• **Goal of the exercise**:
The answer should be an exact repeat of the stretch of material below from the line containing "filename crates/toolsmith-core/src/context.rs" through the line containing "call: a handle".

□ □ □

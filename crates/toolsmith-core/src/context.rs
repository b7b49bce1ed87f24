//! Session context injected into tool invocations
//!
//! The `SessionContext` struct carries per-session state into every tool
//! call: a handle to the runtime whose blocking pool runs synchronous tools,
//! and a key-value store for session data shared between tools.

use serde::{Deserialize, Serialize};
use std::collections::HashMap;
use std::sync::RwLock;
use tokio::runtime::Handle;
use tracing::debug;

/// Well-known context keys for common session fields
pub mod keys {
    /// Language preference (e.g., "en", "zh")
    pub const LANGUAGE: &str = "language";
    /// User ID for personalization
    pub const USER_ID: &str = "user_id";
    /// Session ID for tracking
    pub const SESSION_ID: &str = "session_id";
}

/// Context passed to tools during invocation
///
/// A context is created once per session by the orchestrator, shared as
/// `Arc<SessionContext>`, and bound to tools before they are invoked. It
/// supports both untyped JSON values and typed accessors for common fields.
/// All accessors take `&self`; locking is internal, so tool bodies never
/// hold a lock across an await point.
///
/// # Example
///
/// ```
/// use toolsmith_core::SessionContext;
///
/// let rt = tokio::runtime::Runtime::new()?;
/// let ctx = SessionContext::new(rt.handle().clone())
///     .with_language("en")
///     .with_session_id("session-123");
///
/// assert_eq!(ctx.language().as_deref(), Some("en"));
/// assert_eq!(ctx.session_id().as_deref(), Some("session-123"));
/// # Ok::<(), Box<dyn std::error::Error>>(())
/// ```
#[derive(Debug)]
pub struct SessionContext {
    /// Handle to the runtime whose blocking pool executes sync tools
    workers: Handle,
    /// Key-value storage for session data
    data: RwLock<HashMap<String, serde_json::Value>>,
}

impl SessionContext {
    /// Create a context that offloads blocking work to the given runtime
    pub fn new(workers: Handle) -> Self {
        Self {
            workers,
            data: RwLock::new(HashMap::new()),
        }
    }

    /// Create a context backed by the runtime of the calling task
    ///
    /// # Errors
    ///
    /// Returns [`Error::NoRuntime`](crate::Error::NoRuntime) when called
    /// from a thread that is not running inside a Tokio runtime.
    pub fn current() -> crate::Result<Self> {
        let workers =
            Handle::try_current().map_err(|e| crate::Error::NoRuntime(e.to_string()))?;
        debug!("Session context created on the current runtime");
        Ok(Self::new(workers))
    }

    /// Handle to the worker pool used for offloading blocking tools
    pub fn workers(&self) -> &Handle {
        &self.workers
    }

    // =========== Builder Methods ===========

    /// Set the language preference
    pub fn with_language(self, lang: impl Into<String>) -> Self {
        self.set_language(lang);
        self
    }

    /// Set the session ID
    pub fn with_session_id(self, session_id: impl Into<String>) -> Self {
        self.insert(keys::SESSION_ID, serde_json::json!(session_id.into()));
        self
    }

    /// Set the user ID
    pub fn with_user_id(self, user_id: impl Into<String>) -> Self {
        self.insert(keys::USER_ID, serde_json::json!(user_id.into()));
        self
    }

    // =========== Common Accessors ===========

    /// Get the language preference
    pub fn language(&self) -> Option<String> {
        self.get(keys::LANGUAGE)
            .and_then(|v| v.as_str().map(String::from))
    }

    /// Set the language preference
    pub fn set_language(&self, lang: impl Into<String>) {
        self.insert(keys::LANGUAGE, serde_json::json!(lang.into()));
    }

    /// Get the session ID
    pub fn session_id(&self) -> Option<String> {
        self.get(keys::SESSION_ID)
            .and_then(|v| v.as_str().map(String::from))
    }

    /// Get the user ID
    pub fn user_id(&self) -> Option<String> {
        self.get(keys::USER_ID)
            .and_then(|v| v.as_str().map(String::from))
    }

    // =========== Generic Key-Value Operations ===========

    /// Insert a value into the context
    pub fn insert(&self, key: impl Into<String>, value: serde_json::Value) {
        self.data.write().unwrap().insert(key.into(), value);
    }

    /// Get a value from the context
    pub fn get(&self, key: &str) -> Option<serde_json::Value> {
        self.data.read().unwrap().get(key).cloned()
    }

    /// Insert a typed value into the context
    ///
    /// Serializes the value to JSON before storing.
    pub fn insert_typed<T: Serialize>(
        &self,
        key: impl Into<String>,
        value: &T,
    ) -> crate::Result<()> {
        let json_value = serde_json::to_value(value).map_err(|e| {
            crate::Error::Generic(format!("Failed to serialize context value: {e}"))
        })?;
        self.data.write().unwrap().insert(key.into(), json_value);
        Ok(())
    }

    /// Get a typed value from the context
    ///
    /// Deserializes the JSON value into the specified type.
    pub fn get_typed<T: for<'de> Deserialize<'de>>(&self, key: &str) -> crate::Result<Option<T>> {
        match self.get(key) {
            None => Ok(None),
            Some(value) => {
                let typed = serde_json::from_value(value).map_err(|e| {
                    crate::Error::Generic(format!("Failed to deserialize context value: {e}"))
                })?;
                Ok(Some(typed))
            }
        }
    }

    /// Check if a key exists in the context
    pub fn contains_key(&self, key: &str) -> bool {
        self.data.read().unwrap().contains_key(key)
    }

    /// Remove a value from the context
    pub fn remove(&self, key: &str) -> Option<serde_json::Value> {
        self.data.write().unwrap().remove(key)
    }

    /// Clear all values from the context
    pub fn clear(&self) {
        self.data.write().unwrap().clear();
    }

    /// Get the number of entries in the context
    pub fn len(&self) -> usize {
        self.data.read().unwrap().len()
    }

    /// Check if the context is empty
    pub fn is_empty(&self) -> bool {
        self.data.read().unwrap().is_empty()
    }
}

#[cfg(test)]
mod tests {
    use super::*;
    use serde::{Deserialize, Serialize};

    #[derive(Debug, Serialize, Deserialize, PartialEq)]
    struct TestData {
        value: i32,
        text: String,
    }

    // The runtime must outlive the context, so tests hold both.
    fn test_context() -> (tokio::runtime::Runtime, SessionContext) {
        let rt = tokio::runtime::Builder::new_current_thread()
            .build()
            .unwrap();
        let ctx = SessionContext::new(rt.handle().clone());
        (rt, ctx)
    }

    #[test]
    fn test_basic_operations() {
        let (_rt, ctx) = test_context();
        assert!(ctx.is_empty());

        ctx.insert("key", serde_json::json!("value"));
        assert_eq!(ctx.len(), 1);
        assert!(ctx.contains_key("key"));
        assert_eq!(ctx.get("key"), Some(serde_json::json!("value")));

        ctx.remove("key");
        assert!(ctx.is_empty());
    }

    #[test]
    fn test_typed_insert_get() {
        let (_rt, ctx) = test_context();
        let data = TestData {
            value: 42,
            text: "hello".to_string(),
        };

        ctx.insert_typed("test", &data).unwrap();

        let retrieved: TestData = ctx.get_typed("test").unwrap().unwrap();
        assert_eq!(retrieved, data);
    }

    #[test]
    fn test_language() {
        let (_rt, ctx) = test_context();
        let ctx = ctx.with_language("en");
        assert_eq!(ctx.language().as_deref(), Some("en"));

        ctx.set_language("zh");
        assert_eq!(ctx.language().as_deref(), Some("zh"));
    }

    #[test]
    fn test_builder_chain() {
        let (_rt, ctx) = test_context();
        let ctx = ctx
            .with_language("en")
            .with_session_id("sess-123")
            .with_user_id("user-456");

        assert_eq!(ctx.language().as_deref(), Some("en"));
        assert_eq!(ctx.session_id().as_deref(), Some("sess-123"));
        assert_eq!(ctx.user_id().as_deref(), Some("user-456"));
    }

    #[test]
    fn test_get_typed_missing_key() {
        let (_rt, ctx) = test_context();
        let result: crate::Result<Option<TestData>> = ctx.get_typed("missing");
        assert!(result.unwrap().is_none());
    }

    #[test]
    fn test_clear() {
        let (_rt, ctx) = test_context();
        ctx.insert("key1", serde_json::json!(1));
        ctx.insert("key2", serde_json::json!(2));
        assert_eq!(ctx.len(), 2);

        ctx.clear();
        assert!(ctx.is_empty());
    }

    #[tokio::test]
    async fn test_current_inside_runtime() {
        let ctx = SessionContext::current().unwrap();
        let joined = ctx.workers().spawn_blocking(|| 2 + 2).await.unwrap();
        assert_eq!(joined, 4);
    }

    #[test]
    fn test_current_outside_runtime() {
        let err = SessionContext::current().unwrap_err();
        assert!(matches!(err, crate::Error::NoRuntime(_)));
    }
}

□ □ □

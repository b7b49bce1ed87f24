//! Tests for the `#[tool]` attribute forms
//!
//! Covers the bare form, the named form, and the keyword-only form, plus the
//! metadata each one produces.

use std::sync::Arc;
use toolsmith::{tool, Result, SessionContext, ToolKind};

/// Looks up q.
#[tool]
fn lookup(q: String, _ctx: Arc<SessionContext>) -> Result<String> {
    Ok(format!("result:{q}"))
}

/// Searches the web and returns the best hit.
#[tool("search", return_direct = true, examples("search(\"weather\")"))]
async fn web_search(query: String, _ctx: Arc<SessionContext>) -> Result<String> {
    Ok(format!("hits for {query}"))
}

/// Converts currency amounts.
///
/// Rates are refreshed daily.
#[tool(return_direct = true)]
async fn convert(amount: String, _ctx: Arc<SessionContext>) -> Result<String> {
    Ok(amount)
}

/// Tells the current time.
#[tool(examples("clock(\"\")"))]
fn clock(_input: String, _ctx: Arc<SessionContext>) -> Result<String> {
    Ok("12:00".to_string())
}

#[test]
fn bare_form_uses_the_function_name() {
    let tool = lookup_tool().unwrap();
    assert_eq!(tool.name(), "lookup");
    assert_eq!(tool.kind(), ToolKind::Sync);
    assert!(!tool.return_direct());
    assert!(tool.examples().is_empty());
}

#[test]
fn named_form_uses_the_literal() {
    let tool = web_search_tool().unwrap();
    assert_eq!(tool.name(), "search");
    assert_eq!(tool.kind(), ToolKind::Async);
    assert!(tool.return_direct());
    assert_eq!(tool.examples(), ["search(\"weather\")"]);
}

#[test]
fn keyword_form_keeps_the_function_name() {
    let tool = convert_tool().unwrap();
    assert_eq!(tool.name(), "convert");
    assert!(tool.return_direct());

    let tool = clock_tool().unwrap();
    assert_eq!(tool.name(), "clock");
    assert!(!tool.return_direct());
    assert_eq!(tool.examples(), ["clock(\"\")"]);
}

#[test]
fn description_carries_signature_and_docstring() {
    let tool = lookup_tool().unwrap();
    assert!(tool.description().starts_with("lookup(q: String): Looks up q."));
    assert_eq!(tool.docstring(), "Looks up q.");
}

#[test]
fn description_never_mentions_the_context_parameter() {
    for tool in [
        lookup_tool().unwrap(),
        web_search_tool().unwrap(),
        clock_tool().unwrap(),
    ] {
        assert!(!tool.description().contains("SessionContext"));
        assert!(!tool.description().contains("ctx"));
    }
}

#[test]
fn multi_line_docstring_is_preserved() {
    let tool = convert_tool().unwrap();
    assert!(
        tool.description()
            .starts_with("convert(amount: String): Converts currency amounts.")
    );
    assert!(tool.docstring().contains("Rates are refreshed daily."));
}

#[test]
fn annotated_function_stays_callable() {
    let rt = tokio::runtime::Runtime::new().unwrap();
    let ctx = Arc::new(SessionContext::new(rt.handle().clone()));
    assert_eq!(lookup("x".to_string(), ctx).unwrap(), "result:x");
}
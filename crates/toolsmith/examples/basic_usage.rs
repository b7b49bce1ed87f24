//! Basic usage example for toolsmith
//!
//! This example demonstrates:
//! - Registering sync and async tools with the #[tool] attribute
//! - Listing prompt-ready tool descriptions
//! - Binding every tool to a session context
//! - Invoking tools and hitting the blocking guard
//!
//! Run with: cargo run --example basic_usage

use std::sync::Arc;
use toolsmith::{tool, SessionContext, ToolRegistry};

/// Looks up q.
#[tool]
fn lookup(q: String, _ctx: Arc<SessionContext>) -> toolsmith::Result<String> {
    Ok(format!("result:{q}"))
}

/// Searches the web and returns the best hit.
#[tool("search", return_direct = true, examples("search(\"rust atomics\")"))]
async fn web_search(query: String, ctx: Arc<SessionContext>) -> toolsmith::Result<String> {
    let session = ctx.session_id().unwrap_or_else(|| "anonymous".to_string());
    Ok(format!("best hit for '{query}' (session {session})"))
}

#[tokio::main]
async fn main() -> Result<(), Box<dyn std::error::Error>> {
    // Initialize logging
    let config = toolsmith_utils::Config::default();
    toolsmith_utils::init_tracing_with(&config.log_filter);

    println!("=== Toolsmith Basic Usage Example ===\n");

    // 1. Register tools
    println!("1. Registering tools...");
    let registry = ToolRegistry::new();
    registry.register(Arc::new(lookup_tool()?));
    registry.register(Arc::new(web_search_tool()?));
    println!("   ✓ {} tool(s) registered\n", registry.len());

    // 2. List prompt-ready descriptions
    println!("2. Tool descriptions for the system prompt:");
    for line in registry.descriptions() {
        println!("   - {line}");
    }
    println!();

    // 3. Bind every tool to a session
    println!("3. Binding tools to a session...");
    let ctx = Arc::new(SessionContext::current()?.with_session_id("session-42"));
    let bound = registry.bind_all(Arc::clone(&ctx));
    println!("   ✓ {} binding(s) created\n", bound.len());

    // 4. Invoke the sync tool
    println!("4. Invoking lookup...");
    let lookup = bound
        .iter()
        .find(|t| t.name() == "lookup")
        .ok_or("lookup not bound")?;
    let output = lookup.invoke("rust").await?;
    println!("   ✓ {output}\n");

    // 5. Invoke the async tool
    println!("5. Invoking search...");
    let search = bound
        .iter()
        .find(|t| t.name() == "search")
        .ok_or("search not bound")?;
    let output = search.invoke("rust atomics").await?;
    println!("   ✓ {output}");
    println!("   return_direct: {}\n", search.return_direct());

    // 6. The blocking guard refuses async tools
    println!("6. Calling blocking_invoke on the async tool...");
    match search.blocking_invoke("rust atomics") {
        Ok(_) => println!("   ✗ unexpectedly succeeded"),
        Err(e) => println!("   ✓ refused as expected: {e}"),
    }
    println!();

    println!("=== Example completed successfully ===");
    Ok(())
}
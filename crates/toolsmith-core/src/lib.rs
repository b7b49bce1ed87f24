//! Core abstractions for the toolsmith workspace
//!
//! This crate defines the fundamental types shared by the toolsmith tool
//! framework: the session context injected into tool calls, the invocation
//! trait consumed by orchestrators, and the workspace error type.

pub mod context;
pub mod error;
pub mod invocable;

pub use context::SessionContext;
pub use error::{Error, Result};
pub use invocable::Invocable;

□ □ □

• **Solution for this exercise**:
filename crates/toolsmith-core/src/context.rs
repository b7b49bce1ed87f24
//! Session context injected into tool invocations
//!
//! The `SessionContext` struct carries per-session state into every tool
//! call: a handle to the runtime whose blocking pool runs synchronous tools,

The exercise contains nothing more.